### [Data records]

□ □ □ □ □

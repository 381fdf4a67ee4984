//! Observer contract and synchronous event fan-out
//!
//! Observers are shared handles so the same sink (console, event log,
//! metrics, ...) can be attached to the orchestrator and to every stage.
//! Delivery is synchronous: `Observable::notify` returns only after every
//! attached observer handled the event, in attachment order.

use super::{EventType, PipelineEvent};
use crate::{Error, Result};
use serde::{Deserialize, Serialize};
use std::sync::{Arc, Mutex, MutexGuard};
use tracing::warn;

/// Sink for pipeline events
///
/// Only `on_event` is required. Every type-specific handler defaults to
/// forwarding to `on_event`, so an observer overrides just the events it
/// treats differently.
pub trait PipelineObserver: Send {
    /// Handle any pipeline event
    fn on_event(&mut self, event: &PipelineEvent) -> Result<()>;

    fn on_pipeline_started(&mut self, event: &PipelineEvent) -> Result<()> {
        self.on_event(event)
    }

    fn on_pipeline_completed(&mut self, event: &PipelineEvent) -> Result<()> {
        self.on_event(event)
    }

    fn on_pipeline_failed(&mut self, event: &PipelineEvent) -> Result<()> {
        self.on_event(event)
    }

    fn on_stage_started(&mut self, event: &PipelineEvent) -> Result<()> {
        self.on_event(event)
    }

    fn on_stage_completed(&mut self, event: &PipelineEvent) -> Result<()> {
        self.on_event(event)
    }

    fn on_stage_failed(&mut self, event: &PipelineEvent) -> Result<()> {
        self.on_event(event)
    }

    fn on_item_processing(&mut self, event: &PipelineEvent) -> Result<()> {
        self.on_event(event)
    }

    fn on_item_completed(&mut self, event: &PipelineEvent) -> Result<()> {
        self.on_event(event)
    }

    fn on_item_failed(&mut self, event: &PipelineEvent) -> Result<()> {
        self.on_event(event)
    }

    fn on_item_skipped(&mut self, event: &PipelineEvent) -> Result<()> {
        self.on_event(event)
    }
}

/// Shared observer handle
pub type SharedObserver = Arc<Mutex<dyn PipelineObserver>>;

/// Wrap an observer so it can be attached to several observables
///
/// Keep the returned concrete handle to read the observer's state later;
/// it coerces to `SharedObserver` when attached.
pub fn shared<O: PipelineObserver + 'static>(observer: O) -> Arc<Mutex<O>> {
    Arc::new(Mutex::new(observer))
}

/// Route an event to the handler matching its type
pub fn dispatch(observer: &mut dyn PipelineObserver, event: &PipelineEvent) -> Result<()> {
    match event.event_type {
        EventType::PipelineStarted => observer.on_pipeline_started(event),
        EventType::PipelineCompleted => observer.on_pipeline_completed(event),
        EventType::PipelineFailed => observer.on_pipeline_failed(event),
        EventType::StageStarted => observer.on_stage_started(event),
        EventType::StageCompleted => observer.on_stage_completed(event),
        EventType::StageFailed => observer.on_stage_failed(event),
        EventType::ItemProcessing => observer.on_item_processing(event),
        EventType::ItemCompleted => observer.on_item_completed(event),
        EventType::ItemFailed => observer.on_item_failed(event),
        EventType::ItemSkipped => observer.on_item_skipped(event),
        EventType::CheckpointSaved
        | EventType::CheckpointLoaded
        | EventType::Warning
        | EventType::Error => observer.on_event(event),
    }
}

/// What `notify` does when an observer returns an error
#[derive(Debug, Clone, Copy, PartialEq, Eq, Default, Serialize, Deserialize)]
#[serde(rename_all = "snake_case")]
pub enum NotifyPolicy {
    /// Stop the fan-out and return the error to the emitter
    #[default]
    Propagate,
    /// Log the error and keep delivering to the remaining observers
    Isolate,
}

impl std::str::FromStr for NotifyPolicy {
    type Err = Error;

    fn from_str(s: &str) -> Result<Self> {
        match s.trim().to_ascii_lowercase().as_str() {
            "propagate" => Ok(NotifyPolicy::Propagate),
            "isolate" => Ok(NotifyPolicy::Isolate),
            other => Err(Error::InvalidInput(format!(
                "unknown notify policy '{}' (expected 'propagate' or 'isolate')",
                other
            ))),
        }
    }
}

/// Ordered set of observers with synchronous fan-out
#[derive(Clone, Default)]
pub struct Observable {
    observers: Vec<SharedObserver>,
    policy: NotifyPolicy,
}

impl Observable {
    pub fn new() -> Self {
        Self::default()
    }

    pub fn with_policy(policy: NotifyPolicy) -> Self {
        Self {
            observers: Vec::new(),
            policy,
        }
    }

    pub fn policy(&self) -> NotifyPolicy {
        self.policy
    }

    pub fn set_policy(&mut self, policy: NotifyPolicy) {
        self.policy = policy;
    }

    /// Attach an observer; returns false if this handle was already attached
    pub fn attach(&mut self, observer: SharedObserver) -> bool {
        if self.contains(&observer) {
            return false;
        }
        self.observers.push(observer);
        true
    }

    /// Detach an observer; returns false if it was not attached
    pub fn detach(&mut self, observer: &SharedObserver) -> bool {
        match self.observers.iter().position(|o| same_observer(o, observer)) {
            Some(index) => {
                self.observers.remove(index);
                true
            }
            None => false,
        }
    }

    pub fn contains(&self, observer: &SharedObserver) -> bool {
        self.observers.iter().any(|o| same_observer(o, observer))
    }

    /// Attached observers, in attachment order
    pub fn observers(&self) -> &[SharedObserver] {
        &self.observers
    }

    pub fn len(&self) -> usize {
        self.observers.len()
    }

    pub fn is_empty(&self) -> bool {
        self.observers.is_empty()
    }

    /// Build an event stamped with the current time
    pub fn create_event(event_type: EventType) -> PipelineEvent {
        PipelineEvent::new(event_type)
    }

    /// Deliver an event to every observer, in attachment order
    pub fn notify(&self, event: &PipelineEvent) -> Result<()> {
        for observer in &self.observers {
            let result = {
                let mut guard = lock_observer(observer);
                dispatch(&mut *guard, event)
            };

            if let Err(e) = result {
                match self.policy {
                    NotifyPolicy::Propagate => return Err(e),
                    NotifyPolicy::Isolate => {
                        warn!(
                            event_type = %event.event_type,
                            error = %e,
                            "Observer failed to handle event, continuing delivery"
                        );
                    }
                }
            }
        }
        Ok(())
    }
}

impl std::fmt::Debug for Observable {
    fn fmt(&self, f: &mut std::fmt::Formatter<'_>) -> std::fmt::Result {
        f.debug_struct("Observable")
            .field("observers", &self.observers.len())
            .field("policy", &self.policy)
            .finish()
    }
}

fn same_observer(a: &SharedObserver, b: &SharedObserver) -> bool {
    std::ptr::addr_eq(Arc::as_ptr(a), Arc::as_ptr(b))
}

/// Lock an observer, recovering from a poisoned mutex
fn lock_observer(observer: &SharedObserver) -> MutexGuard<'_, dyn PipelineObserver + 'static> {
    observer.lock().unwrap_or_else(|poisoned| poisoned.into_inner())
}

#[cfg(test)]
mod tests {
    use super::*;

    /// Records (observer name, handler name, event type) into a shared log
    struct Recorder {
        name: &'static str,
        log: Arc<Mutex<Vec<(String, &'static str, EventType)>>>,
    }

    impl PipelineObserver for Recorder {
        fn on_event(&mut self, event: &PipelineEvent) -> Result<()> {
            self.log
                .lock()
                .unwrap()
                .push((self.name.to_string(), "on_event", event.event_type));
            Ok(())
        }

        fn on_stage_started(&mut self, event: &PipelineEvent) -> Result<()> {
            self.log
                .lock()
                .unwrap()
                .push((self.name.to_string(), "on_stage_started", event.event_type));
            Ok(())
        }
    }

    struct Failing;

    impl PipelineObserver for Failing {
        fn on_event(&mut self, _event: &PipelineEvent) -> Result<()> {
            Err(Error::Observer("sink unavailable".to_string()))
        }
    }

    type Log = Arc<Mutex<Vec<(String, &'static str, EventType)>>>;

    fn recorder(name: &'static str, log: &Log) -> SharedObserver {
        shared(Recorder {
            name,
            log: Arc::clone(log),
        })
    }

    #[test]
    fn test_fan_out_in_attachment_order() {
        let log: Log = Arc::default();
        let mut observable = Observable::new();
        observable.attach(recorder("o1", &log));
        observable.attach(recorder("o2", &log));
        observable.attach(recorder("o3", &log));

        observable
            .notify(&PipelineEvent::new(EventType::ItemCompleted))
            .unwrap();

        let names: Vec<String> = log.lock().unwrap().iter().map(|r| r.0.clone()).collect();
        assert_eq!(names, vec!["o1", "o2", "o3"]);
    }

    #[test]
    fn test_specific_handler_used_when_overridden() {
        let log: Log = Arc::default();
        let mut observable = Observable::new();
        observable.attach(recorder("o1", &log));

        observable
            .notify(&PipelineEvent::new(EventType::StageStarted))
            .unwrap();
        observable
            .notify(&PipelineEvent::new(EventType::StageCompleted))
            .unwrap();
        observable
            .notify(&PipelineEvent::new(EventType::CheckpointSaved))
            .unwrap();

        let handlers: Vec<&str> = log.lock().unwrap().iter().map(|r| r.1).collect();
        assert_eq!(handlers, vec!["on_stage_started", "on_event", "on_event"]);
    }

    #[test]
    fn test_attach_is_idempotent() {
        let log: Log = Arc::default();
        let observer = recorder("o1", &log);
        let mut observable = Observable::new();

        assert!(observable.attach(Arc::clone(&observer)));
        assert!(!observable.attach(Arc::clone(&observer)));
        assert_eq!(observable.len(), 1);

        observable
            .notify(&PipelineEvent::new(EventType::Warning))
            .unwrap();
        assert_eq!(log.lock().unwrap().len(), 1);
    }

    #[test]
    fn test_detach_unknown_is_noop() {
        let log: Log = Arc::default();
        let mut observable = Observable::new();
        observable.attach(recorder("o1", &log));

        let stranger = recorder("o2", &log);
        assert!(!observable.detach(&stranger));
        assert_eq!(observable.len(), 1);
    }

    #[test]
    fn test_detach_removes_observer() {
        let log: Log = Arc::default();
        let observer = recorder("o1", &log);
        let mut observable = Observable::new();
        observable.attach(Arc::clone(&observer));

        assert!(observable.detach(&observer));
        assert!(observable.is_empty());
        observable
            .notify(&PipelineEvent::new(EventType::Warning))
            .unwrap();
        assert!(log.lock().unwrap().is_empty());
    }

    #[test]
    fn test_poisoned_observer_still_receives_events() {
        let log: Log = Arc::default();
        let observer = recorder("o1", &log);
        let poisoner = Arc::clone(&observer);
        let _ = std::thread::spawn(move || {
            let _guard = poisoner.lock().unwrap();
            panic!("observer panicked mid-event");
        })
        .join();
        assert!(observer.is_poisoned());

        let mut observable = Observable::new();
        observable.attach(observer);
        observable
            .notify(&PipelineEvent::new(EventType::Warning))
            .unwrap();

        assert_eq!(log.lock().unwrap().len(), 1);
    }

    #[test]
    fn test_propagate_policy_stops_delivery() {
        let log: Log = Arc::default();
        let mut observable = Observable::new();
        observable.attach(recorder("before", &log));
        observable.attach(shared(Failing));
        observable.attach(recorder("after", &log));

        let result = observable.notify(&PipelineEvent::new(EventType::Warning));

        assert!(matches!(result, Err(Error::Observer(_))));
        let names: Vec<String> = log.lock().unwrap().iter().map(|r| r.0.clone()).collect();
        assert_eq!(names, vec!["before"]);
    }

    #[test]
    fn test_isolate_policy_continues_delivery() {
        let log: Log = Arc::default();
        let mut observable = Observable::with_policy(NotifyPolicy::Isolate);
        observable.attach(recorder("before", &log));
        observable.attach(shared(Failing));
        observable.attach(recorder("after", &log));

        observable
            .notify(&PipelineEvent::new(EventType::Warning))
            .unwrap();

        let names: Vec<String> = log.lock().unwrap().iter().map(|r| r.0.clone()).collect();
        assert_eq!(names, vec!["before", "after"]);
    }

    #[test]
    fn test_notify_policy_from_str() {
        assert_eq!("isolate".parse::<NotifyPolicy>().unwrap(), NotifyPolicy::Isolate);
        assert_eq!(" Propagate ".parse::<NotifyPolicy>().unwrap(), NotifyPolicy::Propagate);
        assert!("ignore".parse::<NotifyPolicy>().is_err());
    }
}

□ □ □ □ □

### [Directions]
Nothing but the exact lines from the start of the material through the line holding "pub trait PipelineObserver: Send", both included, belongs in the answer.

### [Output]
repository 381fdf4a67ee4984
//! Observer contract and synchronous event fan-out
//!
//! Observers are shared handles so the same sink (console, event log,
//! metrics, ...) can be attached to the orchestrator and to every stage.
//! Delivery is synchronous: `Observable::notify` returns only after every
//! attached observer handled the event, in attachment order.

use super::{EventType, PipelineEvent};
use crate::{Error, Result};
use serde::{Deserialize, Serialize};
use std::sync::{Arc, Mutex, MutexGuard};
use tracing::warn;

/// Sink for pipeline events
///
/// Only `on_event` is required. Every type-specific handler defaults to
/// forwarding to `on_event`, so an observer overrides just the events it
/// treats differently.
pub trait PipelineObserver: Send {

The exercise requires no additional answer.